Поэт был высокого мнения о монахе Льюисе. Вот две истории, рассказанные Байроном:
«Пока Льюис жил в Мангейме, каждую ночь в один и тот же час он слышал, или ему казалось, будто он слышит в своей комнате, лежа в постели, потрескивание, похожее на звук, издаваемый пергаментом или плотной бумагой. Это обстоятельство побудило его навести справки, после чего ему рассказали, что звуки объясняются следующей причиной: дом, в котором он жил, принадлежал вдове, у которой был единственный сын. Чтобы помешать ему жениться на бедной, но милой девушке, к которой он был привязан, юношу отправили на море. Шли годы, но мать не получала никаких вестей ни о нем, ни о корабле, на котором он уплыл. Предполагали, что судно потерпело крушение и все находившиеся на борту погибли. Упреки девушки, обличения собственной совести и потеря ребенка свели старуху с ума. Ее единственным занятием было листать газеты в поисках новостей. Наконец надежда оставила ее: она прожила недолго и продолжала свое прежнее занятие после смерти».

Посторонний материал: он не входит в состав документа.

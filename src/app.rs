//! Dictation session: ties the hotkey engine to capture, transcription,
//! and text output.
//!
//! One combo toggles the session. First full release starts recording
//! (duck volume, show a marker at the cursor, arm the cancel key); the
//! second stops it, uploads the audio, and types the transcript where the
//! marker was. Esc while recording throws the take away.

use std::fs;
use std::path::{Path, PathBuf};
use std::sync::atomic::{AtomicBool, Ordering};
use std::sync::{Arc, Mutex, MutexGuard, PoisonError};

use anyhow::{Context, Result};
use tracing::{debug, error, info, warn};

use crate::audio::{volume, Capture};
use crate::config::Config;
use crate::hook::{keys, HotkeyError, HotkeyHandle, HotkeyRegistry, KeyId};
use crate::input;
use crate::stopwatch::Stopwatch;
use crate::transcription::Transcribe;

/// Shown at the cursor while the microphone is hot.
const RECORDING_MARKER: &str = "🔴";
/// Shown at the cursor while the recording is being transcribed.
const PROCESSING_MARKER: &str = "⌛";

/// Where the session currently is in the record/transcribe cycle.
#[derive(Debug, Clone, Copy, PartialEq, Eq)]
pub enum SessionState {
    /// Waiting for the toggle combo.
    Idle,
    /// Microphone hot, cancel key armed.
    Recording,
    /// Uploading and typing the transcript; toggles are ignored.
    Processing,
}

/// Sink for everything the session types into the focused window.
///
/// Production uses [`SystemOutput`]; tests substitute `MockTextOutput`.
#[cfg_attr(test, mockall::automock)]
pub trait TextOutput: Send + Sync {
    /// Types `text` at the cursor. Returns whether anything was sent.
    fn insert(&self, text: &str) -> bool;
    /// Sends one backspace keystroke.
    fn backspace(&self);
    /// Posts key-up events for `keys` so held modifiers cannot turn the
    /// typed output into shortcuts.
    fn release_keys(&self, keys: &[KeyId]);
}

/// [`TextOutput`] backed by the platform synthetic-input API.
pub struct SystemOutput;

impl TextOutput for SystemOutput {
    fn insert(&self, text: &str) -> bool {
        input::insert_text_safe(text)
    }

    fn backspace(&self) {
        if let Err(e) = input::send_backspace() {
            warn!(error = %e, "backspace failed");
        }
    }

    fn release_keys(&self, keys: &[KeyId]) {
        input::release_keys(keys);
    }
}

/// One push-to-release dictation session.
///
/// Shared behind an [`Arc`]; the hotkey callbacks hold a [`Weak`] so an
/// unregistered session can drop.
///
/// [`Weak`]: std::sync::Weak
pub struct DictationSession {
    registry: HotkeyRegistry,
    capture: Mutex<Box<dyn Capture>>,
    transcriber: Box<dyn Transcribe>,
    output: Box<dyn TextOutput>,
    state: Mutex<SessionState>,
    cancel_handle: Mutex<Option<HotkeyHandle>>,
    marker_shown: AtomicBool,
    combo: String,
    combo_keys: Vec<KeyId>,
    cancel_combo: String,
    duck_factor: f32,
    last_recording: Option<PathBuf>,
}

impl DictationSession {
    /// Builds a session over `registry` from `config` and the injected
    /// collaborators.
    ///
    /// # Errors
    /// Returns error if the configured combos do not parse or the
    /// last-recording path cannot be expanded.
    pub fn new(
        registry: HotkeyRegistry,
        config: &Config,
        capture: Box<dyn Capture>,
        transcriber: Box<dyn Transcribe>,
        output: Box<dyn TextOutput>,
    ) -> Result<Arc<Self>> {
        let combo_keys: Vec<KeyId> = keys::parse_combo(&config.hotkey.combo)
            .context("invalid toggle combo")?
            .into_iter()
            .collect();
        keys::parse_combo(&config.hotkey.cancel).context("invalid cancel combo")?;

        let last_recording = if config.audio.last_recording.is_empty() {
            None
        } else {
            Some(Config::expand_path(&config.audio.last_recording)?)
        };

        Ok(Arc::new(Self {
            registry,
            capture: Mutex::new(capture),
            transcriber,
            output,
            state: Mutex::new(SessionState::Idle),
            cancel_handle: Mutex::new(None),
            marker_shown: AtomicBool::new(false),
            combo: config.hotkey.combo.clone(),
            combo_keys,
            cancel_combo: config.hotkey.cancel.clone(),
            duck_factor: config.audio.duck_factor,
            last_recording,
        }))
    }

    /// Registers the toggle combo and returns its handle.
    ///
    /// # Errors
    /// [`HotkeyError`] if registration fails.
    pub fn activate(self: &Arc<Self>) -> Result<HotkeyHandle, HotkeyError> {
        let weak = Arc::downgrade(self);
        self.registry.add(&self.combo, move || {
            if let Some(session) = weak.upgrade() {
                session.toggle();
            }
        })
    }

    /// Current state.
    pub fn state(&self) -> SessionState {
        *self.lock_state()
    }

    fn lock_state(&self) -> MutexGuard<'_, SessionState> {
        self.state.lock().unwrap_or_else(PoisonError::into_inner)
    }

    /// Advances the session one step: Idle starts a recording, Recording
    /// finishes one, Processing ignores the press.
    pub fn toggle(self: &Arc<Self>) {
        // The user's fingers may still be coming off the combo; make sure
        // the OS sees every modifier up before anything is typed.
        self.output.release_keys(&self.combo_keys);

        let mut state = self.lock_state();
        match *state {
            SessionState::Idle => self.start_recording(&mut state),
            SessionState::Recording => self.finish_recording(state),
            SessionState::Processing => {
                debug!("toggle ignored while processing");
            }
        }
    }

    fn start_recording(self: &Arc<Self>, state: &mut MutexGuard<'_, SessionState>) {
        info!("session: Idle → Recording");
        volume::duck(self.duck_factor);
        self.marker_shown
            .store(self.output.insert(RECORDING_MARKER), Ordering::SeqCst);

        let weak = Arc::downgrade(self);
        match self.registry.add(&self.cancel_combo, move || {
            if let Some(session) = weak.upgrade() {
                session.cancel();
            }
        }) {
            Ok(handle) => {
                *self.lock_cancel() = Some(handle);
            }
            Err(e) => {
                // Recording still works; there is just no cancel key.
                warn!(error = %e, "cancel hotkey registration failed");
            }
        }

        if let Err(e) = self.lock_capture().start() {
            error!(error = %e, "could not start recording");
            self.rollback_start();
            return;
        }
        **state = SessionState::Recording;
    }

    /// Undoes the visible side effects of a failed start.
    fn rollback_start(&self) {
        if let Some(handle) = self.lock_cancel().take() {
            self.registry.remove(handle);
        }
        if self.marker_shown.swap(false, Ordering::SeqCst) {
            self.output.backspace();
        }
        volume::restore();
    }

    fn finish_recording(self: &Arc<Self>, mut state: MutexGuard<'_, SessionState>) {
        info!("session: Recording → Processing");
        *state = SessionState::Processing;
        // Release the lock for the slow part; concurrent toggles see
        // Processing and back off.
        drop(state);

        if let Some(handle) = self.lock_cancel().take() {
            self.registry.remove(handle);
        }
        if self.marker_shown.swap(false, Ordering::SeqCst) {
            self.output.backspace();
        }
        let processing_shown = self.output.insert(PROCESSING_MARKER);

        let result = self.transcribe_current_take();

        if processing_shown {
            self.output.backspace();
        }
        match result {
            Ok(text) if text.is_empty() => info!("transcription empty; nothing to type"),
            Ok(text) => {
                self.output.insert(&text);
            }
            Err(e) => error!(error = %e, "dictation failed"),
        }

        *self.lock_state() = SessionState::Idle;
        info!("session: Processing → Idle");
    }

    /// Stops capture, restores volume, saves the take, and transcribes it.
    fn transcribe_current_take(&self) -> Result<String> {
        let stopped = self.lock_capture().stop();
        volume::restore();
        let wav = stopped.context("could not stop recording")?;

        if let Some(path) = &self.last_recording {
            if let Err(e) = save_recording(path, &wav) {
                warn!(error = %e, path = %path.display(), "could not save recording");
            }
        }

        let watch = Stopwatch::start("transcribe");
        let text = self.transcriber.transcribe(&wav)?;
        watch.finish();
        Ok(text)
    }

    /// Aborts the current recording without transcribing. No-op unless
    /// the session is recording.
    pub fn cancel(&self) {
        let mut state = self.lock_state();
        if *state != SessionState::Recording {
            debug!("cancel ignored; not recording");
            return;
        }
        info!("session: Recording → Idle (cancelled)");
        *state = SessionState::Idle;
        drop(state);

        if let Some(handle) = self.lock_cancel().take() {
            self.registry.remove(handle);
        }
        if self.marker_shown.swap(false, Ordering::SeqCst) {
            self.output.backspace();
        }
        if let Err(e) = self.lock_capture().stop() {
            warn!(error = %e, "could not stop cancelled recording");
        }
        volume::restore();
    }

    fn lock_capture(&self) -> MutexGuard<'_, Box<dyn Capture>> {
        self.capture.lock().unwrap_or_else(PoisonError::into_inner)
    }

    fn lock_cancel(&self) -> MutexGuard<'_, Option<HotkeyHandle>> {
        self.cancel_handle
            .lock()
            .unwrap_or_else(PoisonError::into_inner)
    }
}

fn save_recording(path: &Path, wav: &[u8]) -> Result<()> {
    if let Some(parent) = path.parent() {
        fs::create_dir_all(parent).context("failed to create recording directory")?;
    }
    fs::write(path, wav).context("failed to write recording")?;
    debug!(path = %path.display(), bytes = wav.len(), "recording saved");
    Ok(())
}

Другая история звучит так:
«Двое флорентийских влюбленных, привязанных друг к другу чуть ли не с детства, дали клятву вечной верности. Мина — так звали даму; имя ее мужа я забыл, но это неважно. Они расстались. Он уже некоторое время отсутствовал со своим полком, когда его убитая горем жена, сидя одна в своей комнате, отчетливо услышала знакомый звук его шагов и, вскочив, увидела не мужа, а его призрак с глубокой жуткой раной во лбу. Она упала в обморок от ужаса. Когда она пришла в себя, призрак сказал ей, что впредь его визиты будут предваряться погребальным звоном и отчетливо прошептанными словами: „Мина, я здесь!“ Их встречи стали частыми, пока женщина не вообразила, что влюблена в призрака не меньше, чем была влюблена в человека. Но вскоре должно было оказаться иначе. В одну роковую ночь она отправилась на бал. Она танцевала, и — что было хуже всего — ее партнером был молодой флорентиец, столь похожий на ее возлюбленного, что она отдалилась от призрака. Пока молодой кавалер вел ее в вальсе и ее слух упивался музыкой его голоса и слов, прозвучал погребальный колокол. Она привыкла к этому звуку до такой степени, что он едва привлекал ее внимание, и теперь, поглощенная обаянием своего чарующего партнера, она услышала его, но не придал ему значения. Второй перезвон! — она не прислушалась к его предупреждениям. В третий раз колокол своим глубоким железным языком встревожил собравшееся общество и заглушил музыку. Мина отвела глаза от партнера и увидела отраженный в зеркале образ, тень, призрак: это был ее муж. Он стоял между ней и молодым флорентийцем и прошептал торжественным и меланхоличным тоном привычные слова: „Мина, я здесь!“ Она мгновенно упала замертво. Оба призрака вышли из комнаты рука об руку».
Байрон верил, что свойства ума передаются от отца к сыну, и утверждал, что любую страсть можно искоренить в роду с помощью умеренного воспитания. Своему дяде, который был очень суеверен и держал сверчков, он приписывал собственное суеверие; другому же предку, умершему со смехом, он приписывал свой жизнерадостный нрав. Двое его родственников питали друг к другу такую привязанность, что оба скончались одновременно. «Кажется, — говорил он, — в моем гербе тут была трещина, либо та любящая пара монополизировала все супружеское блаженство семьи».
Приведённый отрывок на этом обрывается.